**Brief:** Gather all lines in the records below that include the word "tokio".

**Data for this exercise:**

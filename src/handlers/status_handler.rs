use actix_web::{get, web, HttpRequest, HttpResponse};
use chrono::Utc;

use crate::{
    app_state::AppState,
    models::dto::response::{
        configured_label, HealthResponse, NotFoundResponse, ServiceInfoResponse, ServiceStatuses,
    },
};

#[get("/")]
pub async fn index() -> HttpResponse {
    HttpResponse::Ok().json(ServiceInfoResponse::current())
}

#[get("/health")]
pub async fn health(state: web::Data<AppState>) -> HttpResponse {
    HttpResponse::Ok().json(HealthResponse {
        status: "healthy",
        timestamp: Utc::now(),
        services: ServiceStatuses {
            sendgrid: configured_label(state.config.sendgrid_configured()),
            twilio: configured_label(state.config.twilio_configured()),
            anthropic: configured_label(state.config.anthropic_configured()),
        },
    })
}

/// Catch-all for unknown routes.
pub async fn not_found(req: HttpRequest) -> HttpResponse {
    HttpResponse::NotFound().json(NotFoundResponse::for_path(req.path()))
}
==
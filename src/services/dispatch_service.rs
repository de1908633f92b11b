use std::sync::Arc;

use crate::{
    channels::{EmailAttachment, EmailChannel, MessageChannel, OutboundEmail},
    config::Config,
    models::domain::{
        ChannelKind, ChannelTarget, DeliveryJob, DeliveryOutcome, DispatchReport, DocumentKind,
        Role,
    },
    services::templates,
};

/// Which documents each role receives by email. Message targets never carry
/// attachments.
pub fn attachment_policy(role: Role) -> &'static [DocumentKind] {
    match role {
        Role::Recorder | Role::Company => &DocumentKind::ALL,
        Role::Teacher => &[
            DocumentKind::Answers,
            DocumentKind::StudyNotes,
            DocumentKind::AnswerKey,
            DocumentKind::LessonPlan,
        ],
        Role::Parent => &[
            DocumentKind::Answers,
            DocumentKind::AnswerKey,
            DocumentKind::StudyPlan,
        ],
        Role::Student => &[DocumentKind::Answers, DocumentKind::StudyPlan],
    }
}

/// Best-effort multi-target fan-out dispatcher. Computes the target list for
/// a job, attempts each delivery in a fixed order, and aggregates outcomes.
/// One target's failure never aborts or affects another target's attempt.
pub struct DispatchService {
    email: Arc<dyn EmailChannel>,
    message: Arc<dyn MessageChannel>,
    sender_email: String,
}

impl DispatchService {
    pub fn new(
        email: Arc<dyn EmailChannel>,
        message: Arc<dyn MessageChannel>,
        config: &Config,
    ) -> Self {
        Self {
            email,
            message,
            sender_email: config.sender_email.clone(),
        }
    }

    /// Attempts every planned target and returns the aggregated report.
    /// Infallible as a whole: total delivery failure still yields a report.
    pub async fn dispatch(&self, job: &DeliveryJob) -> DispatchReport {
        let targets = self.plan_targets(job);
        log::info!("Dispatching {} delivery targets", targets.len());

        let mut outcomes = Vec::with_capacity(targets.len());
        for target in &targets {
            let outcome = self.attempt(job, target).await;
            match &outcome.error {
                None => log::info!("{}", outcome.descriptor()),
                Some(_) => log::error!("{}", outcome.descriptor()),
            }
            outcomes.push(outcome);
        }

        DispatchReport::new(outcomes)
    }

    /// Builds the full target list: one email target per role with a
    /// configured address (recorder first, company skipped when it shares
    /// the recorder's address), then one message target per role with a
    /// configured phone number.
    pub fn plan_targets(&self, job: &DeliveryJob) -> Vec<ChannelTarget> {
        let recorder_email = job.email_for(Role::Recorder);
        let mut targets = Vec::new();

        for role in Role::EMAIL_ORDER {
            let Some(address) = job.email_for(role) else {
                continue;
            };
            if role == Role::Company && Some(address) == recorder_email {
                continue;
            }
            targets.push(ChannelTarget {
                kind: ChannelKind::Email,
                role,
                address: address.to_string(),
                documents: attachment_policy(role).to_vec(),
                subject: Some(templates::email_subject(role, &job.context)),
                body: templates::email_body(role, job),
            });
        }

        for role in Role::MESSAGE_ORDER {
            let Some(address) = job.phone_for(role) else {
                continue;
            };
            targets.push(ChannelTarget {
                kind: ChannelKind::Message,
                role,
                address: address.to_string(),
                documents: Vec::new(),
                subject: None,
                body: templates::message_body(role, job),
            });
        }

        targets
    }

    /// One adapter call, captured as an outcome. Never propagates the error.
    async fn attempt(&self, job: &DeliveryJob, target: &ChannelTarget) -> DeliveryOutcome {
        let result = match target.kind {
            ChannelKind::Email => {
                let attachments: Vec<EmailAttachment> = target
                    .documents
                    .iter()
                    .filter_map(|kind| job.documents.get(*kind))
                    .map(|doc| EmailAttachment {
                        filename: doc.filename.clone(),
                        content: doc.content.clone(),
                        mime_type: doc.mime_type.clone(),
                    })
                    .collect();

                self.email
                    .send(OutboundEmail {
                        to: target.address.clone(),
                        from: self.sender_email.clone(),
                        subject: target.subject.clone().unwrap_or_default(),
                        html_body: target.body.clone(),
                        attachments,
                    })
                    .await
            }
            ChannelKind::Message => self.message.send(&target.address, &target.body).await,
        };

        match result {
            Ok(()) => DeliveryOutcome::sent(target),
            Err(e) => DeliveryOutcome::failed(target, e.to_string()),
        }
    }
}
---
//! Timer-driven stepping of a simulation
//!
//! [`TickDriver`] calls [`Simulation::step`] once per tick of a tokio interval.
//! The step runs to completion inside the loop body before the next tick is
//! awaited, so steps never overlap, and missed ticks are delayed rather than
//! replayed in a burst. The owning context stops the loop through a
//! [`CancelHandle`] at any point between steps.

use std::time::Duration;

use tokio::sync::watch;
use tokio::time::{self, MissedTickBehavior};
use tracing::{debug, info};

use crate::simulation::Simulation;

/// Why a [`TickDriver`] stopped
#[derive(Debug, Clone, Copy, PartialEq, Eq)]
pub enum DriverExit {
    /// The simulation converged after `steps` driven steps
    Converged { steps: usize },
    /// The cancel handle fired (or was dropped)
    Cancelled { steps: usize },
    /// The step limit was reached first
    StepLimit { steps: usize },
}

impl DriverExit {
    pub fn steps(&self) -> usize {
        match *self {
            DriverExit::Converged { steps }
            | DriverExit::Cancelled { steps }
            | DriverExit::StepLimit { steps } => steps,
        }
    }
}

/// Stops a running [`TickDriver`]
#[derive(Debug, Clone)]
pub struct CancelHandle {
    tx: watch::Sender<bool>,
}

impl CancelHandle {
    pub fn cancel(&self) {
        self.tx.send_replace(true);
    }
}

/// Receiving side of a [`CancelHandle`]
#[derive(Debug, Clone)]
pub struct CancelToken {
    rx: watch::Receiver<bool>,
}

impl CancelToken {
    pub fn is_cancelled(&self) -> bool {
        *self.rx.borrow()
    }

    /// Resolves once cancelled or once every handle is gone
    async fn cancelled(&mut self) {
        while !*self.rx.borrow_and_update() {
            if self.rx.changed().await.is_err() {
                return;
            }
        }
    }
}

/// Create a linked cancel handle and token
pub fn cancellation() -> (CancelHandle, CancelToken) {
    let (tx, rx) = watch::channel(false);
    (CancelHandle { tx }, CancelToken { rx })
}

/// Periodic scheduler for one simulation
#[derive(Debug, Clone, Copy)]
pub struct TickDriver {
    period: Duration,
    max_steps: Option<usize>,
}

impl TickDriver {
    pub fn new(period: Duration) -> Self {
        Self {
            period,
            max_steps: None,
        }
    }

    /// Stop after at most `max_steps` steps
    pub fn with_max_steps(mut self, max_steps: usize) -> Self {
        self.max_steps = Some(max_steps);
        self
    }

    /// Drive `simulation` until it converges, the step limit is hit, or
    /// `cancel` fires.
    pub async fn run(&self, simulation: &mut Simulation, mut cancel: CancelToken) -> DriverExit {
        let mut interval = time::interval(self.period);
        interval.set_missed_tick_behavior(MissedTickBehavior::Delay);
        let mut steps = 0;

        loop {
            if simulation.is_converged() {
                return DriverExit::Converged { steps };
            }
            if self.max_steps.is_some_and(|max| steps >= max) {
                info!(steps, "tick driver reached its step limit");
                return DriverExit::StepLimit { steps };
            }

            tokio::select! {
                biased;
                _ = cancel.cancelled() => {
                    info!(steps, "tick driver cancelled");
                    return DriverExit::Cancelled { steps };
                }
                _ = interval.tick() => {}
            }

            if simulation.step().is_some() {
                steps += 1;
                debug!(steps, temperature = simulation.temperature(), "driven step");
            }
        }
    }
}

**Answer area:**
//! [`TickDriver`] calls [`Simulation::step`] once per tick of a tokio interval.
use tokio::sync::watch;
use tokio::time::{self, MissedTickBehavior};
            tokio::select! {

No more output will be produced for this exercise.